What is being asked »
Starting with the first line of the records, write out each line exactly until you have included the line containing "for browser clients".

(Recorded data)
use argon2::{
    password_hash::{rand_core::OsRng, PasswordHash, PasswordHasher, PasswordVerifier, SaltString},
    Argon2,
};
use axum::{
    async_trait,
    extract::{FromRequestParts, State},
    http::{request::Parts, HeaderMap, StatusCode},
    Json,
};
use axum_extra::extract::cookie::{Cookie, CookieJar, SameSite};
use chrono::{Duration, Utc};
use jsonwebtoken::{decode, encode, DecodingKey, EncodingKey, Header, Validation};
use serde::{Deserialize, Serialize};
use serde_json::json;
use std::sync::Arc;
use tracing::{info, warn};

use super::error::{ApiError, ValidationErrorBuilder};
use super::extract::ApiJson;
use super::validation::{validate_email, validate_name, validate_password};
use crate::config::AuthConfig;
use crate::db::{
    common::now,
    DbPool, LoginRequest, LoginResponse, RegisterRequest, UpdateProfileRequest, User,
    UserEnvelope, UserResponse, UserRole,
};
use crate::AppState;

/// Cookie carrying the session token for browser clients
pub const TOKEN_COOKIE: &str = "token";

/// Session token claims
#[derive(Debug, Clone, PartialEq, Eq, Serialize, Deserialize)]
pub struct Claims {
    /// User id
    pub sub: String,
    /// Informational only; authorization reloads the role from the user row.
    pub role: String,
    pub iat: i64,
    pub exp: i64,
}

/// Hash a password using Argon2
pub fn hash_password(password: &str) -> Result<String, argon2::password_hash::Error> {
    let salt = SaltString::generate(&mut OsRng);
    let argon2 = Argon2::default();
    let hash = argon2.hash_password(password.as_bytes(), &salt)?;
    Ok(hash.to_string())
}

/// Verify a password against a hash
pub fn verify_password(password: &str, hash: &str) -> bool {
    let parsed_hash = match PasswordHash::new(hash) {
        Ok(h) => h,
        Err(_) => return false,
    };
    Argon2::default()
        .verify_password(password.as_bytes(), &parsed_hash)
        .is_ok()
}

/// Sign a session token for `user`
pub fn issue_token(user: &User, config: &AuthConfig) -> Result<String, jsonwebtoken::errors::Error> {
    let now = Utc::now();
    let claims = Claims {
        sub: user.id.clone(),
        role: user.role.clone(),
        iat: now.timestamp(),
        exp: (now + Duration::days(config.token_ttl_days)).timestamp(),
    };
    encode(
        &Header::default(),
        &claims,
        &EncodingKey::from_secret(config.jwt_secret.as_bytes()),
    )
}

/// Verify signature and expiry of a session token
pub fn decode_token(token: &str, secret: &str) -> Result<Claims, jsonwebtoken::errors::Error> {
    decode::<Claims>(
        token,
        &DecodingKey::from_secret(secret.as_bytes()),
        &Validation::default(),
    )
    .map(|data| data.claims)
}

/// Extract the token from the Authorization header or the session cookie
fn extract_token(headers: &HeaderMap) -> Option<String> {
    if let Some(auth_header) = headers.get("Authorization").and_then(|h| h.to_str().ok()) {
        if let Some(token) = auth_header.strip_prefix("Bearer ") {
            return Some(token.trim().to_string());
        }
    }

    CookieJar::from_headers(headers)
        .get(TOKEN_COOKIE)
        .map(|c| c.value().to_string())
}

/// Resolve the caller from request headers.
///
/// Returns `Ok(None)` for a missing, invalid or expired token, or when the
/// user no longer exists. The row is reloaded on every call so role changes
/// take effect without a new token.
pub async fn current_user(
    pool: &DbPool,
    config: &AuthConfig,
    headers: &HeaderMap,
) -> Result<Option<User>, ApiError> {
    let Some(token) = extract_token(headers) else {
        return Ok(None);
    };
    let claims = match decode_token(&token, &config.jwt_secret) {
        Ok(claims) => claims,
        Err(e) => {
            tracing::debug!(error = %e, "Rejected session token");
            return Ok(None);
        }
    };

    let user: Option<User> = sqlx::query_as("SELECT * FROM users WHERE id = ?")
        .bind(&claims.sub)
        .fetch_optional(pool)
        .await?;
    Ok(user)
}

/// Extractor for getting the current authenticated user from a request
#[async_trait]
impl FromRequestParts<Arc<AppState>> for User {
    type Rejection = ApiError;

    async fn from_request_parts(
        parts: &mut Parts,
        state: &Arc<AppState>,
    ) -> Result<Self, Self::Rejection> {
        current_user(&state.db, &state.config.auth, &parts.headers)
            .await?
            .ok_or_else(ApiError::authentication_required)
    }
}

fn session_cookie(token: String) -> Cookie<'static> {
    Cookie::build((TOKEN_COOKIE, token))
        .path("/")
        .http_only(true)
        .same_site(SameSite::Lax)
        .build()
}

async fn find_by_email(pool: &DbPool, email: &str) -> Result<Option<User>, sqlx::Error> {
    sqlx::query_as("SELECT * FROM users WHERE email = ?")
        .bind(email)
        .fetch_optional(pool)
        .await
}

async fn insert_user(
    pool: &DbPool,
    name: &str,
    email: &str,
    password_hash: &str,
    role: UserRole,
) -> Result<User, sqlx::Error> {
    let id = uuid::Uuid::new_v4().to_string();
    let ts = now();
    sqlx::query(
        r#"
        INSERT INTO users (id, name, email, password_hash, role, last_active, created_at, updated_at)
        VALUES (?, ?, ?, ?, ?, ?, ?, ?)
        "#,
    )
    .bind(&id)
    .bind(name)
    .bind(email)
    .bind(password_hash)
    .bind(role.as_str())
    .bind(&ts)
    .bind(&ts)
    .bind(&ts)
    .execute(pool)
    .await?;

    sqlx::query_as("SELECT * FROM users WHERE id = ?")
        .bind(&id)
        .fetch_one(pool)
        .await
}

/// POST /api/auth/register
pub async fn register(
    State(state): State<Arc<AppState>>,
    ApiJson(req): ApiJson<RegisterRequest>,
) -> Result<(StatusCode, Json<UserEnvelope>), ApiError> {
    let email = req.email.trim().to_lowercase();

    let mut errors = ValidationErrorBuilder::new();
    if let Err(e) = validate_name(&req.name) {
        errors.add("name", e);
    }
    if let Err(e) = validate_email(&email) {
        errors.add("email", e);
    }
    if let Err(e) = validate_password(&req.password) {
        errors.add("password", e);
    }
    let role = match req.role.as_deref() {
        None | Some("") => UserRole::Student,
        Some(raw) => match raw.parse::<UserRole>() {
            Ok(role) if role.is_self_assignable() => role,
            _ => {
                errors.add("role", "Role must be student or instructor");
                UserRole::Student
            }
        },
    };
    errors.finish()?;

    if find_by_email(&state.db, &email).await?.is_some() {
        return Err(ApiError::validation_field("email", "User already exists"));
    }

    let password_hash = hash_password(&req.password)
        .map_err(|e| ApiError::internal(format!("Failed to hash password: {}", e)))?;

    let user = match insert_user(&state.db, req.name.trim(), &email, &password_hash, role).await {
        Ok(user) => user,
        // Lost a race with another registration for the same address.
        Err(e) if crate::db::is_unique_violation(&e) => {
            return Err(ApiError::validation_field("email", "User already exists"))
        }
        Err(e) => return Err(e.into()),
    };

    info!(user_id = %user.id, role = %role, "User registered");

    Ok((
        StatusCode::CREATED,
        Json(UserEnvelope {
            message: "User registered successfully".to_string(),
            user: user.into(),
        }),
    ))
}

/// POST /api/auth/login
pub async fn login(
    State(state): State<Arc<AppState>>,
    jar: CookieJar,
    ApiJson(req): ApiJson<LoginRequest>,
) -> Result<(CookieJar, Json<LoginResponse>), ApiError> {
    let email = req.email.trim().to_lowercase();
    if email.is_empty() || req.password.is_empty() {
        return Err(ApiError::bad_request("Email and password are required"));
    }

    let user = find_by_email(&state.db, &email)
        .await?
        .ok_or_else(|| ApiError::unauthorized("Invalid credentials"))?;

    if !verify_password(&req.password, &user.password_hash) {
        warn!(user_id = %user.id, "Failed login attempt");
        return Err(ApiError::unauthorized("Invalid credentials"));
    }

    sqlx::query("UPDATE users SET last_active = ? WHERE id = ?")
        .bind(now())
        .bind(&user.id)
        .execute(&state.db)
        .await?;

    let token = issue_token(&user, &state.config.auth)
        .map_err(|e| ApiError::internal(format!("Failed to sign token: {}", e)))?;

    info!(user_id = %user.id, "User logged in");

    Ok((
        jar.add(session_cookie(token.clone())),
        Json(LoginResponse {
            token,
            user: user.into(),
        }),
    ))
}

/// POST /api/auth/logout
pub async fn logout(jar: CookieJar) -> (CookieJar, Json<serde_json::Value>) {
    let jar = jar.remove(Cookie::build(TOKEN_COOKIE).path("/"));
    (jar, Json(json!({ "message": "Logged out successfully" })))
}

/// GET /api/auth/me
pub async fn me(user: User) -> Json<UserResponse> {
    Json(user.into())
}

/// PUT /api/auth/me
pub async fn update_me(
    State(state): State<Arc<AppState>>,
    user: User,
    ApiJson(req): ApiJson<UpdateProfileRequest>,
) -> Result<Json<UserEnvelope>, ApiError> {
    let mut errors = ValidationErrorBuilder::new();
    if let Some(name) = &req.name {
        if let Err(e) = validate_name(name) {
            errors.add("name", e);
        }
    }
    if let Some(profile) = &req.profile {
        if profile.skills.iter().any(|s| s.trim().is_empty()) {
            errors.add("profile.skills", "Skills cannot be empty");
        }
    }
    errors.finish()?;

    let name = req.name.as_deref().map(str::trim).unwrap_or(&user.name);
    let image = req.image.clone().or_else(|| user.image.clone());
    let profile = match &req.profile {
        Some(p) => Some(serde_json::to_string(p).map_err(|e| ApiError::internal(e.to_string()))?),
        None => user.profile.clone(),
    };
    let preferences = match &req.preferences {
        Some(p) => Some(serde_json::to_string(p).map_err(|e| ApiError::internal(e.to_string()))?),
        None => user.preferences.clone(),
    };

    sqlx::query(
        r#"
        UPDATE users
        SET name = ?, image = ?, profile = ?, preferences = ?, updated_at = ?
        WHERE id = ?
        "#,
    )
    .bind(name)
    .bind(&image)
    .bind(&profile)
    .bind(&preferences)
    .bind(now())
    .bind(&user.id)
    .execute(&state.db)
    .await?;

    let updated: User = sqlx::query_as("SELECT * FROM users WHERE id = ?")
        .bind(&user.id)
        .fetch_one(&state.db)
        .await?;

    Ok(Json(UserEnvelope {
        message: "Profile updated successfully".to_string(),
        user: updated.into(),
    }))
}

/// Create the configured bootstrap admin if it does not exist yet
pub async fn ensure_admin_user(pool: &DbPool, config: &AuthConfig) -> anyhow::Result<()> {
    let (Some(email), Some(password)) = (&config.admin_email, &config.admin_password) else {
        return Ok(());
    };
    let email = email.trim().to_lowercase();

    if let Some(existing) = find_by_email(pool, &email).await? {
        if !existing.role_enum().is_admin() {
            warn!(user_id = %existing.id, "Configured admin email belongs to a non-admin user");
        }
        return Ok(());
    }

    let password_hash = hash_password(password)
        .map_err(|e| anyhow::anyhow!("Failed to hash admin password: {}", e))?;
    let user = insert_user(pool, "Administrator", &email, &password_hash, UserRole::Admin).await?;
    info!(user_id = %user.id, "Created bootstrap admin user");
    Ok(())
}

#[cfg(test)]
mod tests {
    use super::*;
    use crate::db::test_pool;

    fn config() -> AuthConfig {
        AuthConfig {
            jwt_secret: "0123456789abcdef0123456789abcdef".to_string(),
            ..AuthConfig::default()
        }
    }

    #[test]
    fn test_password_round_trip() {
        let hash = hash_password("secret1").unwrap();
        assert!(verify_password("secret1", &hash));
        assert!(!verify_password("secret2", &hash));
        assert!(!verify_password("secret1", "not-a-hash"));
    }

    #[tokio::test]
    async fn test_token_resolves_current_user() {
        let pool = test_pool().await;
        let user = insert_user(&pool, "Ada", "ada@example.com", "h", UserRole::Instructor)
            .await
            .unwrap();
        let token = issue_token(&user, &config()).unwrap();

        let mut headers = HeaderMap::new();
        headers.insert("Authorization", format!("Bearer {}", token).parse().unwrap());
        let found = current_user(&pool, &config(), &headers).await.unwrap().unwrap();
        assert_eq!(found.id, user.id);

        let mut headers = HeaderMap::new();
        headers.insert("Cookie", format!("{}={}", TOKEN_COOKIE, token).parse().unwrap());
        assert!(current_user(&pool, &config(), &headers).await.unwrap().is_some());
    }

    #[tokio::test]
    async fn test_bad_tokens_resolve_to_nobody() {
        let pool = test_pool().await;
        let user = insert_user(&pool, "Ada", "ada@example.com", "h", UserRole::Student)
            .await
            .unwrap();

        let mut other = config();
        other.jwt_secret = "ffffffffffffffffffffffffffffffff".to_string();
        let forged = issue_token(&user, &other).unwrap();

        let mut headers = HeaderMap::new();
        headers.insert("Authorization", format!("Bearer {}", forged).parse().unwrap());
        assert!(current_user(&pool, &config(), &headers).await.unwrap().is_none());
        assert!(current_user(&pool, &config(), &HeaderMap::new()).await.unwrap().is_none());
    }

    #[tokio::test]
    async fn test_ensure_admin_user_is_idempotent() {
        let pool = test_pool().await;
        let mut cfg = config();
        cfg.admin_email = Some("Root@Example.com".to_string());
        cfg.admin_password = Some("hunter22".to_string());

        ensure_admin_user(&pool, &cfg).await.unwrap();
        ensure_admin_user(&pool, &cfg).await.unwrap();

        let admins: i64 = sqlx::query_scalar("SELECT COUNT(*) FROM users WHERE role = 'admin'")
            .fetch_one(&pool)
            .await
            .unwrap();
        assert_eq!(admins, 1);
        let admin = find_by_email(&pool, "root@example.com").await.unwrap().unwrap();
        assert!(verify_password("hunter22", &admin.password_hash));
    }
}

Exercise result »
use argon2::{
    password_hash::{rand_core::OsRng, PasswordHash, PasswordHasher, PasswordVerifier, SaltString},
    Argon2,
};
use axum::{
    async_trait,
    extract::{FromRequestParts, State},
    http::{request::Parts, HeaderMap, StatusCode},
    Json,
};
use axum_extra::extract::cookie::{Cookie, CookieJar, SameSite};
use chrono::{Duration, Utc};
use jsonwebtoken::{decode, encode, DecodingKey, EncodingKey, Header, Validation};
use serde::{Deserialize, Serialize};
use serde_json::json;
use std::sync::Arc;
use tracing::{info, warn};

use super::error::{ApiError, ValidationErrorBuilder};
use super::extract::ApiJson;
use super::validation::{validate_email, validate_name, validate_password};
use crate::config::AuthConfig;
use crate::db::{
    common::now,
    DbPool, LoginRequest, LoginResponse, RegisterRequest, UpdateProfileRequest, User,
    UserEnvelope, UserResponse, UserRole,
};
use crate::AppState;

/// Cookie carrying the session token for browser clients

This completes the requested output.